--- Exercise goal ---
The word to find is "JsonMapGroupedRow". Copy each line of the material that contains it.
Top of Source material
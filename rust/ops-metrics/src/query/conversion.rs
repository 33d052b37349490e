use super::{
    counter_alias, counter_sums, from_filtered, AnalyticsEngine, ReportRequest, SqlBindValue,
    Statement,
};
use crate::{
    config::{AppConfig, TableConfig},
    dimension,
    error::Result,
    filters::Filters,
    models::{ConversionFunnel, ConversionGroup, ConversionGroupedRow, RawConversionCounters},
};

const TIME_COLUMN: &str = "date";

/// Stage counter columns, top of the funnel first.
const COUNTERS: [&str; 7] = [
    "searches",
    "quotes",
    "quote_acceptances",
    "bookings",
    "driver_assigned",
    "rides_started",
    "completed_rides",
];

pub(super) fn funnel_statement(tables: &TableConfig, filters: &Filters) -> Statement {
    let (from, params) = from_filtered(&tables.conversion, filters, TIME_COLUMN);
    Statement {
        sql: format!("SELECT {}\n{from}", counter_sums(&COUNTERS)),
        params,
    }
}

pub(super) fn grouped_statement(config: &AppConfig, request: &ReportRequest) -> Result<Statement> {
    let dimension = request.scalar_dimension()?;
    let sort_by = request.sort_counter(&COUNTERS, "searches")?;
    let sort_order = request.sort_order()?;
    let limit = request.limit(config);

    let (from, mut params) = from_filtered(&config.tables.conversion, &request.filters, TIME_COLUMN);
    let expr = dimension::scalar_expr(dimension).unwrap_or_else(|| "''".to_string());
    params.push(SqlBindValue::UInt(u64::from(limit)));

    Ok(Statement {
        sql: format!(
            "SELECT {expr} AS dimension_value, {}\n{from}\nGROUP BY dimension_value\nORDER BY {} {}, dimension_value ASC\nLIMIT ?",
            counter_sums(&COUNTERS),
            counter_alias(sort_by),
            sort_order.as_sql(),
        ),
        params,
    })
}

pub(super) async fn funnel(engine: &AnalyticsEngine, filters: &Filters) -> Result<ConversionFunnel> {
    let statement = funnel_statement(engine.tables(), filters);
    let row = engine
        .fetch_optional::<RawConversionCounters>(&statement)
        .await?
        .unwrap_or_default();
    Ok(row.into())
}

pub(super) async fn grouped(
    engine: &AnalyticsEngine,
    statement: &Statement,
) -> Result<Vec<ConversionGroup>> {
    let rows = engine.fetch_all::<ConversionGroupedRow>(statement).await?;
    Ok(rows.into_iter().map(ConversionGroup::from).collect())
}
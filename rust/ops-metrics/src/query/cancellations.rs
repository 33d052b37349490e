//! Cancellation reports.
//!
//! Scalar dimensions group the counter columns directly. The JSON-map
//! dimensions (`reason_code` and the two bucket maps) hold `key -> count`
//! objects per row, so they are exploded in an inner query and summed per key
//! in an outer one. Only `bookings_cancelled` is meaningful for those rows.

use super::{
    counter_alias, counter_sums, from_filtered, nullable_float, AnalyticsEngine, ReportRequest,
    SqlBindValue, Statement,
};
use crate::{
    config::{AppConfig, TableConfig},
    dimension::{self, Dimension, Granularity, JsonMapPairs},
    error::Result,
    filters::Filters,
    models::{
        CancellationDimensionalPoint, CancellationDimensionalRow, CancellationGroup,
        CancellationGroupedRow, CancellationSeriesPoint, CancellationSeriesRow,
        CancellationTotals, JsonMapDimensionalRow, JsonMapGroupedRow, RawCancellationCounters,
    },
};

/// Counter columns, in `RawCancellationCounters` field order.
const COUNTERS: [&str; 4] = [
    "total_bookings",
    "user_cancelled",
    "driver_cancelled",
    "bookings_cancelled",
];

const JSON_MAP_COUNTER: &str = "bookings_cancelled";

pub(super) fn totals_statement(tables: &TableConfig, filters: &Filters) -> Statement {
    let (from, params) = from_filtered(
        &tables.cancellations,
        filters,
        &tables.cancellations_time_column,
    );
    Statement {
        sql: format!("SELECT {}\n{from}", counter_sums(&COUNTERS)),
        params,
    }
}

pub(super) fn time_series_statement(
    tables: &TableConfig,
    filters: &Filters,
    granularity: Granularity,
) -> Statement {
    let time_column = &tables.cancellations_time_column;
    let (from, params) = from_filtered(&tables.cancellations, filters, time_column);
    let bucket = granularity.bucket();
    let timestamp = bucket.display(&bucket.truncate(time_column));
    Statement {
        sql: format!(
            "SELECT {timestamp} AS timestamp, {}\n{from}\nGROUP BY timestamp\nORDER BY timestamp ASC",
            counter_sums(&COUNTERS)
        ),
        params,
    }
}

pub(super) fn grouped_statement(config: &AppConfig, request: &ReportRequest) -> Result<Statement> {
    let dimension = request.dimension()?;
    let sort_by = request.sort_counter(&COUNTERS, "bookings_cancelled")?;
    let sort_order = request.sort_order()?.as_sql();
    let limit = SqlBindValue::UInt(u64::from(request.limit(config)));

    let tables = &config.tables;
    let (from, mut params) = from_filtered(
        &tables.cancellations,
        &request.filters,
        &tables.cancellations_time_column,
    );

    let sql = match dimension::json_map_pairs(dimension) {
        Some(JsonMapPairs { pair, key, value }) => format!(
            "SELECT {key} AS dimension_value, {} AS {alias}\nFROM (SELECT {pair}\n{from})\nGROUP BY dimension_value\nORDER BY {alias} {sort_order}, dimension_value ASC\nLIMIT ?",
            nullable_float(&format!("sum({value})")),
            alias = counter_alias(JSON_MAP_COUNTER),
        ),
        None => format!(
            "SELECT {} AS dimension_value, {}\n{from}\nGROUP BY dimension_value\nORDER BY {} {sort_order}, dimension_value ASC\nLIMIT ?",
            dimension::scalar_expr(dimension).unwrap_or_else(|| "''".to_string()),
            counter_sums(&COUNTERS),
            counter_alias(sort_by),
        ),
    };

    params.push(limit);
    Ok(Statement { sql, params })
}

pub(super) fn dimensional_time_series_statement(
    tables: &TableConfig,
    filters: &Filters,
    dimension: Dimension,
    granularity: Granularity,
) -> Statement {
    let time_column = &tables.cancellations_time_column;
    let (from, params) = from_filtered(&tables.cancellations, filters, time_column);
    let bucket = granularity.bucket();

    let sql = match dimension::json_map_pairs(dimension) {
        Some(JsonMapPairs { pair, key, value }) => format!(
            "SELECT {} AS timestamp, {key} AS dimension_value, {} AS {}\nFROM (SELECT {} AS bucket, {pair}\n{from})\nGROUP BY timestamp, dimension_value\nORDER BY timestamp ASC, dimension_value ASC",
            bucket.display("bucket"),
            nullable_float(&format!("sum({value})")),
            counter_alias(JSON_MAP_COUNTER),
            bucket.truncate(time_column),
        ),
        None => format!(
            "SELECT {} AS timestamp, {} AS dimension_value, {}\n{from}\nGROUP BY timestamp, dimension_value\nORDER BY timestamp ASC, dimension_value ASC",
            bucket.display(&bucket.truncate(time_column)),
            dimension::scalar_expr(dimension).unwrap_or_else(|| "''".to_string()),
            counter_sums(&COUNTERS),
        ),
    };

    Statement { sql, params }
}

pub(super) async fn totals(engine: &AnalyticsEngine, filters: &Filters) -> Result<CancellationTotals> {
    let statement = totals_statement(engine.tables(), filters);
    let row = engine
        .fetch_optional::<RawCancellationCounters>(&statement)
        .await?
        .unwrap_or_default();
    Ok(row.into())
}

pub(super) async fn time_series(
    engine: &AnalyticsEngine,
    filters: &Filters,
    granularity: Granularity,
) -> Result<Vec<CancellationSeriesPoint>> {
    let statement = time_series_statement(engine.tables(), filters, granularity);
    let rows = engine.fetch_all::<CancellationSeriesRow>(&statement).await?;
    Ok(rows.into_iter().map(CancellationSeriesPoint::from).collect())
}

pub(super) async fn grouped(
    engine: &AnalyticsEngine,
    request: &ReportRequest,
) -> Result<Vec<CancellationGroup>> {
    let dimension = request.dimension()?;
    let statement = grouped_statement(engine.config(), request)?;

    if dimension.is_json_map() {
        let rows = engine.fetch_all::<JsonMapGroupedRow>(&statement).await?;
        Ok(rows.into_iter().map(CancellationGroup::from).collect())
    } else {
        let rows = engine.fetch_all::<CancellationGroupedRow>(&statement).await?;
        Ok(rows.into_iter().map(CancellationGroup::from).collect())
    }
}

pub(super) async fn dimensional_time_series(
    engine: &AnalyticsEngine,
    filters: &Filters,
    dimension: Dimension,
    granularity: Granularity,
) -> Result<Vec<CancellationDimensionalPoint>> {
    let statement =
        dimensional_time_series_statement(engine.tables(), filters, dimension, granularity);

    if dimension.is_json_map() {
        let rows = engine.fetch_all::<JsonMapDimensionalRow>(&statement).await?;
        Ok(rows.into_iter().map(CancellationDimensionalPoint::from).collect())
    } else {
        let rows = engine
            .fetch_all::<CancellationDimensionalRow>(&statement)
            .await?;
        Ok(rows.into_iter().map(CancellationDimensionalPoint::from).collect())
    }
}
Bottom of Source material
--- Response below ---
        CancellationTotals, JsonMapDimensionalRow, JsonMapGroupedRow, RawCancellationCounters,
        let rows = engine.fetch_all::<JsonMapGroupedRow>(&statement).await?;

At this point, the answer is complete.